Items from a dataset:
↓↓↓
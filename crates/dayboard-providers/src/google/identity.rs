//! Google identity endpoints: ID token verification and OpenID user info.

use chrono::Utc;
use serde::Deserialize;
use tracing::debug;

use crate::error::{ProviderError, ProviderResult};
use crate::provider::{BoxFuture, IdTokenClaims, IdentityApi, UserInfo};

use super::client::send_json;
use super::config::GoogleConfig;

/// Identity endpoints backed by Google's token-info and user-info services.
#[derive(Debug, Clone)]
pub struct GoogleIdentityApi {
    http_client: reqwest::Client,
    client_id: String,
    tokeninfo_url: String,
    userinfo_url: String,
}

impl GoogleIdentityApi {
    /// Creates the identity client from the provider configuration.
    pub fn new(config: &GoogleConfig) -> ProviderResult<Self> {
        let http_client = reqwest::Client::builder()
            .timeout(config.timeout)
            .user_agent(&config.user_agent)
            .build()
            .map_err(|e| ProviderError::internal("failed to create HTTP client").with_source(e))?;

        Ok(Self {
            http_client,
            client_id: config.credentials.client_id.clone(),
            tokeninfo_url: config.tokeninfo_url.clone(),
            userinfo_url: config.userinfo_url.clone(),
        })
    }

    /// Verifies an ID token and checks its audience and expiry.
    pub async fn verify(&self, id_token: &str) -> ProviderResult<IdTokenClaims> {
        let request = self
            .http_client
            .get(&self.tokeninfo_url)
            .query(&[("id_token", id_token)]);
        let info: TokenInfoResponse = send_json(request).await?;

        if info.aud.as_deref() != Some(self.client_id.as_str()) {
            return Err(ProviderError::authentication(
                "id token was issued for a different client",
            ));
        }

        match info.exp.as_ref().and_then(parse_exp) {
            Some(exp) if exp > Utc::now().timestamp() => {}
            Some(_) => return Err(ProviderError::authentication("id token has expired")),
            None => {
                return Err(ProviderError::invalid_response(
                    "id token info carries no expiry",
                ));
            }
        }

        debug!("id token verified");
        Ok(IdTokenClaims {
            sub: info.sub,
            email: info.email,
        })
    }

    /// Fetches user info for an access token.
    pub async fn fetch_user_info(&self, access_token: &str) -> ProviderResult<UserInfo> {
        let request = self.http_client.get(&self.userinfo_url).bearer_auth(access_token);
        send_json(request).await
    }
}

impl IdentityApi for GoogleIdentityApi {
    fn verify_id_token<'a>(
        &'a self,
        id_token: &'a str,
    ) -> BoxFuture<'a, ProviderResult<IdTokenClaims>> {
        Box::pin(self.verify(id_token))
    }

    fn user_info<'a>(&'a self, access_token: &'a str) -> BoxFuture<'a, ProviderResult<UserInfo>> {
        Box::pin(self.fetch_user_info(access_token))
    }
}

/// Response from the tokeninfo endpoint. Google encodes numbers as strings.
#[derive(Debug, Deserialize)]
struct TokenInfoResponse {
    #[serde(default)]
    aud: Option<String>,
    #[serde(default)]
    sub: Option<String>,
    #[serde(default)]
    email: Option<String>,
    #[serde(default)]
    exp: Option<serde_json::Value>,
}

fn parse_exp(value: &serde_json::Value) -> Option<i64> {
    match value {
        serde_json::Value::String(s) => s.parse().ok(),
        serde_json::Value::Number(n) => n.as_i64(),
        _ => None,
    }
}
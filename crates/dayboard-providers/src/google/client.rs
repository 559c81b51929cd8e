//! Google Calendar API client.
//!
//! Low-level HTTP access to the calendar list and events endpoints. Request
//! building and status mapping live here; pagination of the calendar list is
//! left to the lister, event pages are followed internally.

use std::collections::HashSet;

use chrono::{DateTime, NaiveDate, Utc};
use dayboard_core::{CalendarEntry, DayWindow, EventRecord, EventTime};
use serde::Deserialize;
use tracing::{debug, warn};

use crate::error::{ProviderError, ProviderResult};
use crate::provider::{BoxFuture, CalendarApi, CalendarPage};
use crate::session::AuthorizedSession;

use super::config::GoogleConfig;

/// Page size requested from the events endpoint.
const EVENTS_PAGE_SIZE: u32 = 250;

/// Google Calendar API client.
#[derive(Debug, Clone)]
pub struct GoogleCalendarClient {
    http_client: reqwest::Client,
    api_base: String,
}

impl GoogleCalendarClient {
    /// Creates a client from the provider configuration.
    pub fn new(config: &GoogleConfig) -> ProviderResult<Self> {
        let http_client = reqwest::Client::builder()
            .timeout(config.timeout)
            .user_agent(&config.user_agent)
            .build()
            .map_err(|e| ProviderError::internal("failed to create HTTP client").with_source(e))?;

        Ok(Self {
            http_client,
            api_base: config.api_base.trim_end_matches('/').to_string(),
        })
    }

    /// Fetches one page of the calendar list, hidden calendars included.
    pub async fn calendar_list_page(
        &self,
        session: &AuthorizedSession,
        page_token: Option<&str>,
    ) -> ProviderResult<CalendarPage> {
        let url = format!("{}/users/me/calendarList", self.api_base);

        let mut request = self
            .http_client
            .get(&url)
            .bearer_auth(&session.access_token)
            .query(&[("showHidden", "true")]);

        if let Some(token) = page_token {
            request = request.query(&[("pageToken", token)]);
        }

        let list: CalendarListResponse = send_json(request).await?;
        let items = list.items.into_iter().map(CalendarListEntry::into_entry).collect();
        Ok(CalendarPage::new(items, list.next_page_token))
    }

    /// Lists every event instance of a calendar within the window.
    pub async fn events(
        &self,
        session: &AuthorizedSession,
        calendar_id: &str,
        window: &DayWindow,
    ) -> ProviderResult<Vec<EventRecord>> {
        let mut all_events = Vec::new();
        let mut page_token: Option<String> = None;
        let mut seen_tokens = HashSet::new();

        loop {
            let page = self
                .events_page(session, calendar_id, window, page_token.as_deref())
                .await?;

            all_events.extend(
                page.items
                    .into_iter()
                    .filter_map(|event| convert_event(event, calendar_id)),
            );

            match page.next_page_token.filter(|t| !t.is_empty()) {
                Some(next) if !seen_tokens.insert(next.clone()) => {
                    warn!("events of {} repeated page token, stopping", calendar_id);
                    break;
                }
                Some(next) => page_token = Some(next),
                None => break,
            }
        }

        debug!("fetched {} events from calendar {}", all_events.len(), calendar_id);
        Ok(all_events)
    }

    async fn events_page(
        &self,
        session: &AuthorizedSession,
        calendar_id: &str,
        window: &DayWindow,
        page_token: Option<&str>,
    ) -> ProviderResult<EventListResponse> {
        let url = format!(
            "{}/calendars/{}/events",
            self.api_base,
            urlencoding::encode(calendar_id)
        );

        let mut request = self
            .http_client
            .get(&url)
            .bearer_auth(&session.access_token)
            .query(&[
                ("timeMin", window.start.to_rfc3339()),
                ("timeMax", window.end.to_rfc3339()),
                ("showDeleted", "false".to_string()),
                ("singleEvents", "true".to_string()),
                ("orderBy", "startTime".to_string()),
                ("maxResults", EVENTS_PAGE_SIZE.to_string()),
            ]);

        if let Some(token) = page_token {
            request = request.query(&[("pageToken", token)]);
        }

        send_json(request).await
    }
}

impl CalendarApi for GoogleCalendarClient {
    fn list_calendars_page<'a>(
        &'a self,
        session: &'a AuthorizedSession,
        page_token: Option<&'a str>,
    ) -> BoxFuture<'a, ProviderResult<CalendarPage>> {
        Box::pin(self.calendar_list_page(session, page_token))
    }

    fn list_events<'a>(
        &'a self,
        session: &'a AuthorizedSession,
        calendar_id: &'a str,
        window: &'a DayWindow,
    ) -> BoxFuture<'a, ProviderResult<Vec<EventRecord>>> {
        Box::pin(self.events(session, calendar_id, window))
    }
}

/// Sends a request and decodes a successful JSON body.
pub(crate) async fn send_json<T>(request: reqwest::RequestBuilder) -> ProviderResult<T>
where
    T: serde::de::DeserializeOwned,
{
    let response = request.send().await.map_err(|e| {
        if e.is_timeout() {
            ProviderError::network("request timeout").with_source(e)
        } else if e.is_connect() {
            ProviderError::network("connection failed").with_source(e)
        } else {
            ProviderError::network("request failed").with_source(e)
        }
    })?;

    let status = response.status();
    if !status.is_success() {
        let retry_after = response
            .headers()
            .get(reqwest::header::RETRY_AFTER)
            .and_then(|v| v.to_str().ok())
            .and_then(|s| s.parse::<u64>().ok());
        let body = response.text().await.unwrap_or_default();
        return Err(ProviderError::from_status(status.as_u16(), &body, retry_after)
            .with_provider("google"));
    }

    let body = response
        .text()
        .await
        .map_err(|e| ProviderError::network("failed to read response").with_source(e))?;

    serde_json::from_str(&body)
        .map_err(|e| ProviderError::invalid_response("failed to parse response").with_source(e))
}

/// Converts an API event, dropping cancelled or malformed ones.
fn convert_event(event: ApiEvent, calendar_id: &str) -> Option<EventRecord> {
    if event.status.as_deref() == Some("cancelled") {
        return None;
    }

    let id = event.id?;
    let start = parse_event_time(&event.start)
        .or_else(|| {
            warn!("event {} has no valid start time", id);
            None
        })?;
    let end = parse_event_time(&event.end)
        .or_else(|| {
            warn!("event {} has no valid end time", id);
            None
        })?;

    let mut record = EventRecord::new(
        id,
        calendar_id,
        event.summary.unwrap_or_default(),
        start,
        end,
    );
    record.status = event.status;
    record.location = event.location;
    record.html_link = event.html_link;
    Some(record)
}

fn parse_event_time(time: &ApiEventTime) -> Option<EventTime> {
    match (&time.date_time, &time.date) {
        (Some(dt), _) => DateTime::parse_from_rfc3339(dt)
            .map_err(|e| warn!("failed to parse event time {:?}: {}", dt, e))
            .ok()
            .map(|parsed| EventTime::DateTime(parsed.with_timezone(&Utc))),
        (None, Some(date)) => NaiveDate::parse_from_str(date, "%Y-%m-%d")
            .map_err(|e| warn!("failed to parse event date {:?}: {}", date, e))
            .ok()
            .map(EventTime::AllDay),
        (None, None) => None,
    }
}

/// Response from the events.list endpoint.
#[derive(Debug, Deserialize)]
#[serde(rename_all = "camelCase")]
struct EventListResponse {
    #[serde(default)]
    items: Vec<ApiEvent>,
    next_page_token: Option<String>,
}

/// A single event from the Google Calendar API.
#[derive(Debug, Deserialize)]
#[serde(rename_all = "camelCase")]
struct ApiEvent {
    id: Option<String>,
    summary: Option<String>,
    location: Option<String>,
    #[serde(default)]
    start: ApiEventTime,
    #[serde(default)]
    end: ApiEventTime,
    html_link: Option<String>,
    status: Option<String>,
}

/// Event time from the API.
#[derive(Debug, Default, Deserialize)]
#[serde(rename_all = "camelCase")]
struct ApiEventTime {
    date: Option<String>,
    date_time: Option<String>,
}

/// Response from the calendarList endpoint.
#[derive(Debug, Deserialize)]
#[serde(rename_all = "camelCase")]
struct CalendarListResponse {
    #[serde(default)]
    items: Vec<CalendarListEntry>,
    next_page_token: Option<String>,
}

/// A calendar from the calendar list.
#[derive(Debug, Deserialize)]
#[serde(rename_all = "camelCase")]
struct CalendarListEntry {
    id: String,
    #[serde(default)]
    summary: Option<String>,
    /// The name the user gave the calendar, if they renamed it.
    #[serde(default)]
    summary_override: Option<String>,
    #[serde(default)]
    hidden: bool,
    #[serde(default)]
    primary: bool,
    access_role: Option<String>,
    time_zone: Option<String>,
    background_color: Option<String>,
}

impl CalendarListEntry {
    fn into_entry(self) -> CalendarEntry {
        let name = self
            .summary_override
            .or(self.summary)
            .unwrap_or_else(|| self.id.clone());
        let mut entry = CalendarEntry::new(self.id, name)
            .with_hidden(self.hidden)
            .with_primary(self.primary);
        entry.access_role = self.access_role;
        entry.timezone = self.time_zone;
        entry.background_color = self.background_color;
        entry
    }
}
↑↑↑
_Work order_
Look through the data above for the word "None". Report each line where it occurs.

_Task answer_
            None => {
        _ => None,
        let mut page_token: Option<String> = None;
                None => break,
        return None;
            None
            None
        (None, Some(date)) => NaiveDate::parse_from_str(date, "%Y-%m-%d")
        (None, None) => None,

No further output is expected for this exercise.